WHAT TO DO
Restate word for word the lines of the data below, from the first through the one that has "the same process.".

Stored items:
*** Block opens ***
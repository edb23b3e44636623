//! In-memory walker backend.
//!
//! Holds scrape results keyed by target URL and the crawl's job table, and
//! answers `GetResults`/`GetStatus` from them. Suitable for development,
//! tests and dashboards fed by a crawler in the same process.

use std::collections::{BTreeMap, HashMap};

use async_trait::async_trait;
use tokio::sync::RwLock;
use tracing::debug;

use crate::error::{RpcError, RpcResult};
use crate::types::{
    FilterOptions, Filters, GetResultsResponse, ScrapeResult, ServiceStatus, StatusStats,
};

use super::service::WalkerService;

/// In-memory results store implementing [`WalkerService`].
///
/// Thread-safe via `tokio::sync::RwLock`.
#[derive(Debug, Default)]
pub struct InMemoryResults {
    target_url: String,
    results: RwLock<HashMap<String, ScrapeResult>>,
    /// Job URL -> currently being scraped.
    jobs: RwLock<HashMap<String, bool>>,
}

impl InMemoryResults {
    /// Create an empty store for a crawl rooted at `target_url`.
    pub fn new(target_url: impl Into<String>) -> Self {
        Self {
            target_url: target_url.into(),
            ..Self::default()
        }
    }

    /// Crawl root reported by `GetStatus`.
    pub fn target_url(&self) -> &str {
        &self.target_url
    }

    /// Store a result, replacing any earlier result for the same URL.
    pub async fn insert_result(&self, result: ScrapeResult) {
        let url = result.target_url.clone();
        self.results.write().await.insert(url.clone(), result);
        debug!(target_url = %url, "result stored");
    }

    /// Record a job as open (`active == false`) or in flight (`active == true`).
    pub async fn set_job(&self, url: impl Into<String>, active: bool) {
        self.jobs.write().await.insert(url.into(), active);
    }

    /// Forget a job.
    pub async fn remove_job(&self, url: &str) {
        self.jobs.write().await.remove(url);
    }

    /// Number of stored results.
    pub async fn len(&self) -> usize {
        self.results.read().await.len()
    }

    /// True when no results are stored.
    pub async fn is_empty(&self) -> bool {
        self.results.read().await.is_empty()
    }

    /// Drop all results and jobs.
    pub async fn clear(&self) {
        self.results.write().await.clear();
        self.jobs.write().await.clear();
    }
}

#[async_trait]
impl WalkerService for InMemoryResults {
    async fn get_results(
        &self,
        filters: Filters,
        page: i64,
        page_size: i64,
    ) -> RpcResult<GetResultsResponse> {
        if page_size <= 0 {
            return Err(RpcError::InvalidParams(format!(
                "pageSize must be positive, got {page_size}"
            )));
        }
        if page < 0 {
            return Err(RpcError::InvalidParams(format!(
                "page must not be negative, got {page}"
            )));
        }

        let results = self.results.read().await;
        let filter_options = filter_options(results.values());

        let mut matching: Vec<&ScrapeResult> = results
            .values()
            .filter(|result| matches(&filters, result))
            .collect();
        matching.sort_by(|a, b| a.target_url.cmp(&b.target_url));

        let total = matching.len() as i64;
        let num_pages = total / page_size + i64::from(total % page_size != 0);
        let start = page.saturating_mul(page_size);
        let page_results = if start >= total {
            Vec::new()
        } else {
            let end = start.saturating_add(page_size).min(total);
            matching[start as usize..end as usize]
                .iter()
                .map(|result| (*result).clone())
                .collect()
        };

        debug!(
            total,
            page,
            page_size,
            returned = page_results.len(),
            "results page served"
        );

        Ok(GetResultsResponse {
            filter_options,
            results: page_results,
            num_pages,
        })
    }

    async fn get_status(&self) -> RpcResult<ServiceStatus> {
        let done = self.results.read().await.len() as i64;
        let jobs = self.jobs.read().await;
        let pending = jobs.values().filter(|active| **active).count() as i64;
        let open = jobs.len() as i64 - pending;
        Ok(ServiceStatus {
            target_url: self.target_url.clone(),
            open,
            done,
            pending,
        })
    }
}

/// Whether `result` passes every active filter.
///
/// Duration bounds are exclusive and only active when positive.
pub fn matches(filters: &Filters, result: &ScrapeResult) -> bool {
    if !filters.prefix.is_empty() && !result.target_url.starts_with(&filters.prefix) {
        return false;
    }
    if !filters.status.is_empty() && !filters.status.contains(&result.code) {
        return false;
    }
    if filters.max_dur > 0 && result.duration >= filters.max_dur {
        return false;
    }
    if filters.min_dur > 0 && result.duration <= filters.min_dur {
        return false;
    }
    true
}

/// Status histogram (ascending by code) and duration bounds over `results`.
///
/// Bounds are zero when there are no results.
pub fn filter_options<'a>(results: impl IntoIterator<Item = &'a ScrapeResult>) -> FilterOptions {
    let mut histogram: BTreeMap<i64, i64> = BTreeMap::new();
    let mut bounds: Option<(i64, i64)> = None;
    for result in results {
        *histogram.entry(result.code).or_insert(0) += 1;
        bounds = Some(match bounds {
            None => (result.duration, result.duration),
            Some((min, max)) => (min.min(result.duration), max.max(result.duration)),
        });
    }
    let (min_dur, max_dur) = bounds.unwrap_or((0, 0));
    FilterOptions {
        status: histogram
            .into_iter()
            .map(|(code, count)| StatusStats { code, count })
            .collect(),
        min_dur,
        max_dur,
    }
}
*** Block closes ***
RESULT OF THE EXERCISE
repository edb23b3e44636623
//! In-memory walker backend.
//!
//! Holds scrape results keyed by target URL and the crawl's job table, and
//! answers `GetResults`/`GetStatus` from them. Suitable for development,
//! tests and dashboards fed by a crawler in the same process.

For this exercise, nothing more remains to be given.